Ceux qui avaient prévu l'évènement pour l'an 2 000 ne se seraient trompés que d'une douzaine d'années, ce qui est bien peu de chose avouons-le. Et si les Mayas sont eux aussi dans l'erreur, accordons leur le handicap de moyens de calcul moins sophistiqués que les nôtres. Ils ont pu néanmoins être capables d'évaluer, en simples observateurs méticuleux de leurs propres mœurs – qu'ils devaient considérer comme celles partout en vigueur – ce à quoi elles conduiraient dans quelques siècles ? Quant à la forme que devrait prendre leur prédiction, qu'ils aient vu les hommes promis à leur fin dans des délais déterminés est une chose, que cette fin doive être collective, subite et violente, ou précédée d'une agonie plus ou moins longue en est une autre qui pouvait ne pas les préoccuper. Seul le résultat pouvait les intéresser, qui dans les deux cas serait le même : la fin de l'humanité.
N'est-il pas dès lors permis d'imaginer – d'autant plus que cette structure leur était familière – qu'ils surent entrevoir dans un lointain futur, la pyramide sociale, sa base hypertrophiée par le nombre, fissurée, gangrenée par les inégalités de toutes sortes qui ne pouvaient aller qu'en s'aggravant, exploser et s'écrouler sous son propre poids, avec des soubresauts plus ou moins violents, pour parvenir enfin à cette égalité à laquelle ils ne semblent cependant pas avoir cru – contrairement à nous –, par laquelle tous les hommes se situent enfin au même niveau, celui auquel ils se rejoignent infailliblement au moment de leur mort.

À en croire Pareto, 5 milliards et demi d'hommes peuplant la base de la pyramide sociale, font de nos jours le bonheur du milliard et demi logeant au-dessus d'eux, selon un mécanisme naturel, incontournable et vieux comme le monde, ce que les Mayas ont par conséquent pu concevoir, par la simple observation de leur propre société. Ils ont pu de même se livrer à un calcul parfaitement à leur portée, leur faisant prévoir qu'à proportions inchangées, le temps où la population des hommes croîtrait, comme c'est le cas de nos jours, au rythme quotidien de 250 000 individus, l'explosion générale deviendrait inévitable.

L'heure n'en a-t-elle pas sonnée ou n'est-elle pas sur le point de le faire ?

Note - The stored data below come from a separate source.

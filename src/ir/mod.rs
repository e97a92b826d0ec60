//! In-memory model of a textual LLVM module. The lowerer drives this through
//! [`Builder`]; nothing here knows about the source language.

mod builder;
mod types;

pub use builder::*;
pub use types::*;

use std::collections::{HashSet, VecDeque};
use std::fmt::Write;

/// An SSA value: a register, parameter, global or immediate, together with
/// its type.
#[derive(Debug, Clone, PartialEq)]
pub struct Value {
    repr: String,
    ty: IrType,
}

impl Value {
    pub fn new(repr: impl Into<String>, ty: IrType) -> Self {
        Self {
            repr: repr.into(),
            ty,
        }
    }

    pub fn repr(&self) -> &str {
        &self.repr
    }

    pub fn ty(&self) -> &IrType {
        &self.ty
    }

    /// Rendered as an operand: `<type> <repr>`.
    pub fn operand(&self) -> String {
        format!("{} {}", self.ty, self.repr)
    }
}

#[derive(Debug, Clone, Copy, PartialEq, Eq)]
pub struct FunctionId(pub(crate) usize);

#[derive(Debug, Clone, Copy, PartialEq, Eq)]
pub struct BlockId {
    pub(crate) function: usize,
    pub(crate) block: usize,
}

#[derive(Debug, Clone)]
pub(crate) struct Block {
    pub(crate) label: String,
    pub(crate) instructions: Vec<String>,
    pub(crate) terminator: Option<String>,
    pub(crate) successors: Vec<String>,
}

impl Block {
    pub(crate) fn new(label: String) -> Self {
        Self {
            label,
            instructions: vec![],
            terminator: None,
            successors: vec![],
        }
    }
}

#[derive(Debug, Clone)]
pub(crate) struct Function {
    pub(crate) name: String,
    pub(crate) return_type: IrType,
    pub(crate) params: Vec<(String, IrType)>,
    pub(crate) blocks: Vec<Block>,
    pub(crate) is_declaration: bool,
    pub(crate) alloca_count: usize,
    pub(crate) temp_count: usize,
}

impl Function {
    /// Labels of blocks reachable from the entry block. Blocks that became
    /// unreachable during lowering (e.g. the merge block of an `if` whose
    /// branches both return) are not serialized.
    fn reachable_labels(&self) -> HashSet<String> {
        let mut reachable = HashSet::new();
        let mut queue = VecDeque::new();

        if let Some(entry) = self.blocks.first() {
            reachable.insert(entry.label.clone());
            queue.push_back(0);
        }

        while let Some(index) = queue.pop_front() {
            let successors = self.blocks[index].successors.clone();
            for successor in successors {
                if reachable.insert(successor.clone()) {
                    if let Some(position) =
                        self.blocks.iter().position(|block| block.label == successor)
                    {
                        queue.push_back(position);
                    }
                }
            }
        }

        reachable
    }

    fn print(&self, out: &mut String) {
        let params = self
            .params
            .iter()
            .map(|(name, ty)| {
                if self.is_declaration {
                    ty.to_string()
                } else {
                    format!("{ty} %{name}")
                }
            })
            .collect::<Vec<_>>()
            .join(", ");

        if self.is_declaration {
            let _ = writeln!(out, "declare {} @{}({})", self.return_type, self.name, params);
            return;
        }

        let _ = writeln!(out, "define {} @{}({}) {{", self.return_type, self.name, params);

        let reachable = self.reachable_labels();
        for block in &self.blocks {
            if !reachable.contains(&block.label) {
                continue;
            }

            let _ = writeln!(out, "{}:", block.label);
            for instruction in &block.instructions {
                let _ = writeln!(out, "  {instruction}");
            }
            if let Some(terminator) = &block.terminator {
                let _ = writeln!(out, "  {terminator}");
            }
        }

        let _ = writeln!(out, "}}");
    }
}

#[derive(Debug, Clone)]
pub(crate) struct Global {
    pub(crate) name: String,
    pub(crate) ty: IrType,
}

/// A whole compilation unit. Built through [`Builder`], then serialized with
/// [`Module::print_to_string`].
#[derive(Debug, Clone)]
pub struct Module {
    pub(crate) name: String,
    pub(crate) globals: Vec<Global>,
    pub(crate) functions: Vec<Function>,
}

impl Module {
    pub fn new(name: impl Into<String>) -> Self {
        Self {
            name: name.into(),
            globals: vec![],
            functions: vec![],
        }
    }

    pub fn print_to_string(&self) -> String {
        let mut out = String::new();

        let _ = writeln!(out, "; ModuleID = '{}'", self.name);
        let _ = writeln!(out, "source_filename = \"{}\"", self.name);

        if !self.globals.is_empty() {
            let _ = writeln!(out);
        }
        for global in &self.globals {
            let _ = writeln!(
                out,
                "@{} = common global {} {}",
                global.name,
                global.ty,
                global.ty.null_value()
            );
        }

        for function in &self.functions {
            let _ = writeln!(out);
            function.print(&mut out);
        }

        out
    }
}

Trop peu scientifique pour être simplement lisible ! diront les uns. C'est omettre que l'intuition – jointe à des facultés d'observation perdues depuis – est ce qui a nécessairement tenu lieu de sciences aux premiers penseurs, qu'ils aient été précolombiens ou autres. C'est surtout se satisfaire de contorsions intellectuelles dont la vanité est pourtant attestée par l'état de la société aujourd'hui, le progrès matériel étant loin de faire le compte.

Excès de pessimisme ! diront les autres. Mais qu'y-a-t-il de pessimiste dans le fait de considérer que 7 milliards d'êtres humains, auxquels s'en ajoutent quotidiennement 250 000, constituent un poids trop lourd pour la planète et mènent à la catastrophe écolo-sociale ? Ne s'agit-il pas plutôt d'anticipation par réalisme et bon sens ?
Ceci dit, rien ne presse. Une minorité d'hommes a encore de beaux jours à vivre. Quant à la grande majorité des autres, il lui reste à patienter dans la résignation ou à mener ses habituelles révolutions, lesquelles n'ont jamais rien changé au grand ordre naturel des choses.

N'en déplaise aux catastrophistes, aux amoureux de grands spectacles et d'effets spéciaux, soyons heureux. Nous pourrons encore échanger nos vœux d'heureuse année nouvelle pour 2013.